Task: With no omissions, write out every record given below.

Segment Start: Supplied records

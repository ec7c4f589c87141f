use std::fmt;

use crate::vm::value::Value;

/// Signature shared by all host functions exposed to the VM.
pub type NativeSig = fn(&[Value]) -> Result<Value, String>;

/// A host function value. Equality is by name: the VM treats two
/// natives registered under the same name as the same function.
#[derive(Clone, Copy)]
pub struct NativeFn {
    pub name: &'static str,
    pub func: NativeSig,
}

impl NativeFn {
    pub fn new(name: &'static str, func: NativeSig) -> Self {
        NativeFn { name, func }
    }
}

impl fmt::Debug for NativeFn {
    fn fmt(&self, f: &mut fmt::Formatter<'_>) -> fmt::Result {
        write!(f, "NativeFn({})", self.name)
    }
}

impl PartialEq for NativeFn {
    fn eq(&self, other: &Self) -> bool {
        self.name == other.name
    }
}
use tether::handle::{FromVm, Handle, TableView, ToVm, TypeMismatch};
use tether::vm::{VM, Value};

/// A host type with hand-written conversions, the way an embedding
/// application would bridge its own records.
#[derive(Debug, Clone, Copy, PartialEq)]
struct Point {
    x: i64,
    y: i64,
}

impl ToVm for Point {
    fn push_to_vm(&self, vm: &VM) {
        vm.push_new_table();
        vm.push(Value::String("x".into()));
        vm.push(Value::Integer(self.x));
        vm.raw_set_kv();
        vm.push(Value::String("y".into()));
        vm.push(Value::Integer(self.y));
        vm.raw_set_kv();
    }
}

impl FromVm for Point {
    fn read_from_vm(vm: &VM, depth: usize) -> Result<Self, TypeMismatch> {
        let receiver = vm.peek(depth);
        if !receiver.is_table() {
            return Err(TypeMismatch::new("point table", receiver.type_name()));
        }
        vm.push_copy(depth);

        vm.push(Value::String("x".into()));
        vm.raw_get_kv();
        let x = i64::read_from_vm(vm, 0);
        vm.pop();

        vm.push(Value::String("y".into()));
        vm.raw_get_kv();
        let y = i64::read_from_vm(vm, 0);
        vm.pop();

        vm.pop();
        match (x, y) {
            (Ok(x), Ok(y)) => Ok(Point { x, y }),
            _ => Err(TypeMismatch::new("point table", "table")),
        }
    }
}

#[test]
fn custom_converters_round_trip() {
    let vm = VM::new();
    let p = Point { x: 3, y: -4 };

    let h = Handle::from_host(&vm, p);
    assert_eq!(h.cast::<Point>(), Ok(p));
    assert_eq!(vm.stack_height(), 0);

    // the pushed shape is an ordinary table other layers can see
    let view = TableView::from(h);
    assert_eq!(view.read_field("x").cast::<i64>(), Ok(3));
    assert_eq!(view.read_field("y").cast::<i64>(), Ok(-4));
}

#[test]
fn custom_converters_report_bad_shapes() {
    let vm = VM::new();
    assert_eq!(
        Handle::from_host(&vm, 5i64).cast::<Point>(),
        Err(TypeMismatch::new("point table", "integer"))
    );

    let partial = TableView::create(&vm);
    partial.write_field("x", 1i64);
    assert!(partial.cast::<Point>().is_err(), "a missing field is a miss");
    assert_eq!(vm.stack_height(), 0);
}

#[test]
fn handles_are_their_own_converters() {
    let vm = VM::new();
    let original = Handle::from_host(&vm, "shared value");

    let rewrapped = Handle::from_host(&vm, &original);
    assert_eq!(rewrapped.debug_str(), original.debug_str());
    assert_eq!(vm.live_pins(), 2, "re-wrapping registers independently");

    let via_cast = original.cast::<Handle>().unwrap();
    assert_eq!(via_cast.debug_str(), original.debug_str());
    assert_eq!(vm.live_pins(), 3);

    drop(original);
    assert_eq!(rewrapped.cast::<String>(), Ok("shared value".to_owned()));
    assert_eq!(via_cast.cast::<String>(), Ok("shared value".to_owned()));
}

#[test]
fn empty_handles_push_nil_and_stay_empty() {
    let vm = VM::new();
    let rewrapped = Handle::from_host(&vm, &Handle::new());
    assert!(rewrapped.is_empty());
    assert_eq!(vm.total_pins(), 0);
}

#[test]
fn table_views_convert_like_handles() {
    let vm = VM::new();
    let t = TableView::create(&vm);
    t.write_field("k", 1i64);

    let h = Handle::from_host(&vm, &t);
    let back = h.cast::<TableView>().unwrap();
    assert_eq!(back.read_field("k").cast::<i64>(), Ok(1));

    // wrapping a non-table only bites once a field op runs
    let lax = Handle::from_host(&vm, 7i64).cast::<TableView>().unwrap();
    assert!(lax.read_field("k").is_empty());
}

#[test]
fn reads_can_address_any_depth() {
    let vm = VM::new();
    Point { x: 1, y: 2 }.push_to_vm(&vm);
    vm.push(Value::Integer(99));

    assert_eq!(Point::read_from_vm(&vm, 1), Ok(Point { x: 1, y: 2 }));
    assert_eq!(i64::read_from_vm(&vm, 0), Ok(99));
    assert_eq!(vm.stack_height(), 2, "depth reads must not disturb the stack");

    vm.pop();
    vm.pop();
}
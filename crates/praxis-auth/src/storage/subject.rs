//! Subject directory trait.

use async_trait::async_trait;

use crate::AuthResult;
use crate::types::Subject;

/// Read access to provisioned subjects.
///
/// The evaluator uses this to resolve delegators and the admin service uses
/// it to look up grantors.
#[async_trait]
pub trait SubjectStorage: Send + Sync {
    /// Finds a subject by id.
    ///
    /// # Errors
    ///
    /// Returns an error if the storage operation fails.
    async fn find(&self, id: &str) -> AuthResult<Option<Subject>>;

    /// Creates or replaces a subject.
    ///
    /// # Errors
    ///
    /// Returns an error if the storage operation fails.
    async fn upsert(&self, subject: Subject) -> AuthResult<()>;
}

Segment End: Supplied records

Answer space:
repository ec7c4f589c87141f
use std::fmt;

use crate::vm::value::Value;

/// Signature shared by all host functions exposed to the VM.
pub type NativeSig = fn(&[Value]) -> Result<Value, String>;

/// A host function value. Equality is by name: the VM treats two
/// natives registered under the same name as the same function.
#[derive(Clone, Copy)]
pub struct NativeFn {
    pub name: &'static str,
    pub func: NativeSig,
}

impl NativeFn {
    pub fn new(name: &'static str, func: NativeSig) -> Self {
        NativeFn { name, func }
    }
}

impl fmt::Debug for NativeFn {
    fn fmt(&self, f: &mut fmt::Formatter<'_>) -> fmt::Result {
        write!(f, "NativeFn({})", self.name)
    }
}

impl PartialEq for NativeFn {
    fn eq(&self, other: &Self) -> bool {
        self.name == other.name
    }
}
use tether::handle::{FromVm, Handle, TableView, ToVm, TypeMismatch};
use tether::vm::{VM, Value};

/// A host type with hand-written conversions, the way an embedding
/// application would bridge its own records.
#[derive(Debug, Clone, Copy, PartialEq)]
struct Point {
    x: i64,
    y: i64,
}

impl ToVm for Point {
    fn push_to_vm(&self, vm: &VM) {
        vm.push_new_table();
        vm.push(Value::String("x".into()));
        vm.push(Value::Integer(self.x));
        vm.raw_set_kv();
        vm.push(Value::String("y".into()));
        vm.push(Value::Integer(self.y));
        vm.raw_set_kv();
    }
}

impl FromVm for Point {
    fn read_from_vm(vm: &VM, depth: usize) -> Result<Self, TypeMismatch> {
        let receiver = vm.peek(depth);
        if !receiver.is_table() {
            return Err(TypeMismatch::new("point table", receiver.type_name()));
        }
        vm.push_copy(depth);

        vm.push(Value::String("x".into()));
        vm.raw_get_kv();
        let x = i64::read_from_vm(vm, 0);
        vm.pop();

        vm.push(Value::String("y".into()));
        vm.raw_get_kv();
        let y = i64::read_from_vm(vm, 0);
        vm.pop();

        vm.pop();
        match (x, y) {
            (Ok(x), Ok(y)) => Ok(Point { x, y }),
            _ => Err(TypeMismatch::new("point table", "table")),
        }
    }
}

#[test]
fn custom_converters_round_trip() {
    let vm = VM::new();
    let p = Point { x: 3, y: -4 };

    let h = Handle::from_host(&vm, p);
    assert_eq!(h.cast::<Point>(), Ok(p));
    assert_eq!(vm.stack_height(), 0);

    // the pushed shape is an ordinary table other layers can see
    let view = TableView::from(h);
    assert_eq!(view.read_field("x").cast::<i64>(), Ok(3));
    assert_eq!(view.read_field("y").cast::<i64>(), Ok(-4));
}

#[test]
fn custom_converters_report_bad_shapes() {
    let vm = VM::new();
    assert_eq!(
        Handle::from_host(&vm, 5i64).cast::<Point>(),
        Err(TypeMismatch::new("point table", "integer"))
    );

    let partial = TableView::create(&vm);
    partial.write_field("x", 1i64);
    assert!(partial.cast::<Point>().is_err(), "a missing field is a miss");
    assert_eq!(vm.stack_height(), 0);
}

#[test]
fn handles_are_their_own_converters() {
    let vm = VM::new();
    let original = Handle::from_host(&vm, "shared value");

    let rewrapped = Handle::from_host(&vm, &original);
    assert_eq!(rewrapped.debug_str(), original.debug_str());
    assert_eq!(vm.live_pins(), 2, "re-wrapping registers independently");

    let via_cast = original.cast::<Handle>().unwrap();
    assert_eq!(via_cast.debug_str(), original.debug_str());
    assert_eq!(vm.live_pins(), 3);

    drop(original);
    assert_eq!(rewrapped.cast::<String>(), Ok("shared value".to_owned()));
    assert_eq!(via_cast.cast::<String>(), Ok("shared value".to_owned()));
}

#[test]
fn empty_handles_push_nil_and_stay_empty() {
    let vm = VM::new();
    let rewrapped = Handle::from_host(&vm, &Handle::new());
    assert!(rewrapped.is_empty());
    assert_eq!(vm.total_pins(), 0);
}

#[test]
fn table_views_convert_like_handles() {
    let vm = VM::new();
    let t = TableView::create(&vm);
    t.write_field("k", 1i64);

    let h = Handle::from_host(&vm, &t);
    let back = h.cast::<TableView>().unwrap();
    assert_eq!(back.read_field("k").cast::<i64>(), Ok(1));

    // wrapping a non-table only bites once a field op runs
    let lax = Handle::from_host(&vm, 7i64).cast::<TableView>().unwrap();
    assert!(lax.read_field("k").is_empty());
}

#[test]
fn reads_can_address_any_depth() {
    let vm = VM::new();
    Point { x: 1, y: 2 }.push_to_vm(&vm);
    vm.push(Value::Integer(99));

    assert_eq!(Point::read_from_vm(&vm, 1), Ok(Point { x: 1, y: 2 }));
    assert_eq!(i64::read_from_vm(&vm, 0), Ok(99));
    assert_eq!(vm.stack_height(), 2, "depth reads must not disturb the stack");

    vm.pop();
    vm.pop();
}
filename crates/praxis-auth/src/storage/subject.rs
//! Subject directory trait.

use async_trait::async_trait;

use crate::AuthResult;
use crate::types::Subject;

/// Read access to provisioned subjects.
///
/// The evaluator uses this to resolve delegators and the admin service uses
/// it to look up grantors.
#[async_trait]
pub trait SubjectStorage: Send + Sync {
    /// Finds a subject by id.
    ///
    /// # Errors
    ///
    /// Returns an error if the storage operation fails.
    async fn find(&self, id: &str) -> AuthResult<Option<Subject>>;

    /// Creates or replaces a subject.
    ///
    /// # Errors
    ///
    /// Returns an error if the storage operation fails.
    async fn upsert(&self, subject: Subject) -> AuthResult<()>;
}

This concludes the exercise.